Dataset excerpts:

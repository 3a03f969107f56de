//! Drift computation
//!
//! An [`Attribute`] pairs a module parameter with the dotted path of the
//! matching field on the remote resource and the equality to compare them
//! under. Only parameters the caller supplied explicitly take part.

use serde_json::{Map, Number, Value};
use std::collections::BTreeMap;

use crate::args::Params;

/// Semantic equality used for one attribute
#[derive(Debug, Clone, Copy, PartialEq, Eq)]
pub enum Compare {
    /// Text, integer, boolean. Numbers compare numerically, also when one
    /// side is numeric text.
    Scalar,
    /// Text compared ignoring ASCII case
    CaseInsensitive,
    /// Unordered collection
    Set,
    /// Ordered collection, element-wise
    Sequence,
    /// Mapping compared on the listed keys only, recursively. An empty
    /// list means the keys the caller supplied.
    Mapping(&'static [&'static str]),
}

/// Parameter to remote field binding
#[derive(Debug, Clone, Copy, PartialEq, Eq)]
pub struct Attribute {
    pub param: &'static str,
    /// Dotted path into the remote resource, e.g. `volume.size`
    pub remote: &'static str,
    pub compare: Compare,
}

impl Attribute {
    pub const fn new(param: &'static str, remote: &'static str, compare: Compare) -> Self {
        Self { param, remote, compare }
    }

    pub const fn scalar(param: &'static str, remote: &'static str) -> Self {
        Self::new(param, remote, Compare::Scalar)
    }
}

/// Field at a dotted path. Numeric segments index into arrays. Null counts
/// as absent.
pub fn lookup<'a>(value: &'a Value, path: &str) -> Option<&'a Value> {
    let mut current = value;
    for segment in path.split('.') {
        current = match current {
            Value::Object(map) => map.get(segment)?,
            Value::Array(items) => items.get(segment.parse::<usize>().ok()?)?,
            _ => return None,
        };
    }
    (!current.is_null()).then_some(current)
}

/// Whether `desired` and `actual` are equal under `compare`
pub fn semantically_equal(compare: Compare, desired: &Value, actual: &Value) -> bool {
    match compare {
        Compare::Scalar => scalar_equal(desired, actual),
        Compare::CaseInsensitive => match (desired.as_str(), actual.as_str()) {
            (Some(a), Some(b)) => a.eq_ignore_ascii_case(b),
            _ => scalar_equal(desired, actual),
        },
        Compare::Set => match (desired.as_array(), actual.as_array()) {
            (Some(a), Some(b)) => {
                a.iter().all(|x| b.iter().any(|y| scalar_equal(x, y)))
                    && b.iter().all(|y| a.iter().any(|x| scalar_equal(x, y)))
            }
            _ => false,
        },
        Compare::Sequence => match (desired.as_array(), actual.as_array()) {
            (Some(a), Some(b)) => a.len() == b.len() && a.iter().zip(b).all(|(x, y)| deep_equal(x, y)),
            _ => false,
        },
        Compare::Mapping(keys) => match (desired.as_object(), actual.as_object()) {
            (Some(a), Some(b)) => mapping_equal(keys, a, b),
            _ => false,
        },
    }
}

fn scalar_equal(a: &Value, b: &Value) -> bool {
    if a == b {
        return true;
    }
    match (a, b) {
        // Text against text is exact; only a JSON number is compared numerically.
        (Value::String(_), Value::String(_)) => false,
        (Value::Number(x), Value::Number(y)) => numbers_equal(x, y),
        (Value::Number(n), Value::String(s)) | (Value::String(s), Value::Number(n)) => {
            serde_json::from_str::<Number>(s.trim()).is_ok_and(|parsed| numbers_equal(n, &parsed))
        }
        (Value::Bool(x), Value::String(s)) | (Value::String(s), Value::Bool(x)) => {
            s.eq_ignore_ascii_case(if *x { "true" } else { "false" })
        }
        _ => false,
    }
}

fn numbers_equal(x: &Number, y: &Number) -> bool {
    if let (Some(p), Some(q)) = (x.as_i64(), y.as_i64()) {
        return p == q;
    }
    if let (Some(p), Some(q)) = (x.as_u64(), y.as_u64()) {
        return p == q;
    }
    let integral = |n: &Number| n.is_i64() || n.is_u64();
    if integral(x) && integral(y) {
        // One negative, one beyond i64.
        return false;
    }
    match (x.as_f64(), y.as_f64()) {
        (Some(p), Some(q)) => p == q,
        _ => false,
    }
}

fn deep_equal(a: &Value, b: &Value) -> bool {
    match (a, b) {
        (Value::Object(x), Value::Object(y)) => mapping_equal(&[], x, y),
        (Value::Array(x), Value::Array(y)) => x.len() == y.len() && x.iter().zip(y).all(|(p, q)| deep_equal(p, q)),
        _ => scalar_equal(a, b),
    }
}

fn mapping_equal(keys: &[&str], desired: &Map<String, Value>, actual: &Map<String, Value>) -> bool {
    let compare_key = |key: &str| match (desired.get(key), actual.get(key)) {
        (Some(d), Some(a)) => deep_equal(d, a),
        (Some(d), None) => d.is_null(),
        (None, _) => true,
    };
    if keys.is_empty() {
        desired.keys().all(|k| compare_key(k))
    } else {
        keys.iter().all(|k| compare_key(k))
    }
}

/// One drifted attribute
#[derive(Debug, Clone, PartialEq)]
pub struct Change {
    pub before: Value,
    pub after: Value,
}

/// Drift between parameters and a remote resource, keyed by parameter
#[derive(Debug, Clone, Default, PartialEq)]
pub struct Diff {
    changes: BTreeMap<&'static str, Change>,
}

impl Diff {
    /// Compare every explicitly supplied attribute with the remote value.
    /// With `skip_unreported`, attributes the remote does not report are
    /// not counted.
    pub fn compute(attributes: &[Attribute], params: &Params, remote: &Value, skip_unreported: bool) -> Self {
        let mut changes = BTreeMap::new();
        for attr in attributes {
            if !params.is_explicit(attr.param) {
                continue;
            }
            let Some(desired) = params.get(attr.param) else {
                continue;
            };
            let actual = lookup(remote, attr.remote);
            let equal = match actual {
                Some(actual) => semantically_equal(attr.compare, desired, actual),
                None => skip_unreported,
            };
            if !equal {
                changes.insert(
                    attr.param,
                    Change {
                        before: actual.cloned().unwrap_or(Value::Null),
                        after: desired.clone(),
                    },
                );
            }
        }
        Self { changes }
    }

    pub fn is_empty(&self) -> bool {
        self.changes.is_empty()
    }

    pub fn len(&self) -> usize {
        self.changes.len()
    }

    pub fn get(&self, param: &str) -> Option<&Change> {
        self.changes.get(param)
    }

    pub fn contains(&self, param: &str) -> bool {
        self.changes.contains_key(param)
    }

    pub fn params(&self) -> impl Iterator<Item = &'static str> + '_ {
        self.changes.keys().copied()
    }

    /// `{param: before}` for diff output
    pub fn before(&self) -> Value {
        Value::Object(
            self.changes
                .iter()
                .map(|(k, c)| (k.to_string(), c.before.clone()))
                .collect(),
        )
    }

    /// `{param: after}` for diff output
    pub fn after(&self) -> Value {
        Value::Object(
            self.changes
                .iter()
                .map(|(k, c)| (k.to_string(), c.after.clone()))
                .collect(),
        )
    }

    /// Human summary: `flavor (a -> b), volume_size (40 -> 100)`
    pub fn describe(&self) -> String {
        self.changes
            .iter()
            .map(|(k, c)| format!("{} ({} -> {})", k, c.before, c.after))
            .collect::<Vec<_>>()
            .join(", ")
    }
}

#[cfg(test)]
mod tests {
    use super::*;
    use crate::args::{ArgSpec, ArgumentSpec, Kind};
    use serde_json::json;

    const ATTRS: &[Attribute] = &[
        Attribute::scalar("flavor", "flavor_ref"),
        Attribute::scalar("volume_size", "volume.size"),
        Attribute::new("datastore_type", "datastore.type", Compare::CaseInsensitive),
        Attribute::new("tags", "tags", Compare::Set),
    ];

    fn params(args: Value) -> Params {
        ArgumentSpec::new()
            .param("flavor", ArgSpec::str())
            .param("volume_size", ArgSpec::int().default(40))
            .param("datastore_type", ArgSpec::str())
            .param("tags", ArgSpec::list(Kind::Str))
            .validate(args.as_object().unwrap())
            .unwrap()
    }

    fn remote() -> Value {
        json!({
            "flavor_ref": "rds.mysql.c3.large",
            "volume": {"type": "COMMON", "size": 100},
            "datastore": {"type": "MySQL"},
            "tags": ["b", "a"]
        })
    }

    #[test]
    fn test_omitted_and_defaulted_params_never_drift() {
        // volume_size defaults to 40 and remote has 100
        let diff = Diff::compute(ATTRS, &params(json!({})), &remote(), false);
        assert!(diff.is_empty());
    }

    #[test]
    fn test_explicit_null_never_drifts() {
        let diff = Diff::compute(ATTRS, &params(json!({"flavor": null})), &remote(), false);
        assert!(diff.is_empty());
    }

    #[test]
    fn test_semantic_equality() {
        let diff = Diff::compute(
            ATTRS,
            &params(json!({"volume_size": "100", "datastore_type": "mysql", "tags": ["a", "b"]})),
            &remote(),
            false,
        );
        assert!(diff.is_empty(), "{}", diff.describe());
    }

    #[test]
    fn test_drift_reports_before_after() {
        let diff = Diff::compute(
            ATTRS,
            &params(json!({"flavor": "rds.mysql.c3.xlarge", "volume_size": 200})),
            &remote(),
            false,
        );
        assert_eq!(diff.len(), 2);
        assert_eq!(diff.get("volume_size").unwrap().before, json!(100));
        assert_eq!(diff.after(), json!({"flavor": "rds.mysql.c3.xlarge", "volume_size": 200}));
    }

    #[test]
    fn test_unreported_remote_field() {
        let p = params(json!({"flavor": "x"}));
        let remote = json!({"volume": {"size": 1}});
        assert!(Diff::compute(ATTRS, &p, &remote, true).is_empty());
        assert!(Diff::compute(ATTRS, &p, &remote, false).contains("flavor"));
    }

    #[test]
    fn test_mapping_compares_declared_keys_only() {
        let desired = json!({"type": "mysql", "version": "8.0"});
        let actual = json!({"type": "mysql", "version": "8.0", "complete_version": "8.0.28"});
        assert!(semantically_equal(Compare::Mapping(&[]), &desired, &actual));
        assert!(semantically_equal(Compare::Mapping(&["type"]), &json!({"type": "mysql", "version": "5.7"}), &actual));
        assert!(!semantically_equal(Compare::Mapping(&["version"]), &json!({"version": "5.7"}), &actual));
    }

    #[test]
    fn test_sequence_is_ordered() {
        assert!(semantically_equal(Compare::Sequence, &json!([1, 2]), &json!([1, 2])));
        assert!(!semantically_equal(Compare::Sequence, &json!([1, 2]), &json!([2, 1])));
        assert!(semantically_equal(Compare::Set, &json!([1, 2]), &json!([2, 1])));
    }

    #[test]
    fn test_text_is_compared_exactly() {
        for (desired, actual) in [("1.0", "1"), ("007", "7"), ("1e2", "100")] {
            assert!(!semantically_equal(Compare::Scalar, &json!(desired), &json!(actual)), "{}", desired);
        }
        let diff = Diff::compute(ATTRS, &params(json!({"flavor": "1.0"})), &json!({"flavor_ref": "1"}), false);
        assert!(diff.contains("flavor"));
        assert!(semantically_equal(Compare::Scalar, &json!(100), &json!("100")));
        assert!(semantically_equal(Compare::Scalar, &json!(100), &json!(100.0)));
    }

    #[test]
    fn test_large_integers_compare_exactly() {
        let a = json!(9_007_199_254_740_993_i64);
        let b = json!(9_007_199_254_740_992_i64);
        assert!(!semantically_equal(Compare::Scalar, &a, &b));
        assert!(!semantically_equal(Compare::Scalar, &json!(u64::MAX), &json!(-1)));
        assert!(semantically_equal(Compare::Scalar, &json!(u64::MAX), &json!(u64::MAX.to_string())));
    }

    #[test]
    fn test_lookup_paths() {
        let v = json!({"nodes": [{"availability_zone": "eu-de-01"}], "x": null});
        assert_eq!(lookup(&v, "nodes.0.availability_zone"), Some(&json!("eu-de-01")));
        assert_eq!(lookup(&v, "x"), None);
        assert_eq!(lookup(&v, "nodes.3"), None);
    }
}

→ THE TASK
Every line above in which the word "supplied" occurs needs to be copied.

→ WRITTEN RESPONSE
//! under. Only parameters the caller supplied explicitly take part.
    /// list means the keys the caller supplied.
    /// Compare every explicitly supplied attribute with the remote value.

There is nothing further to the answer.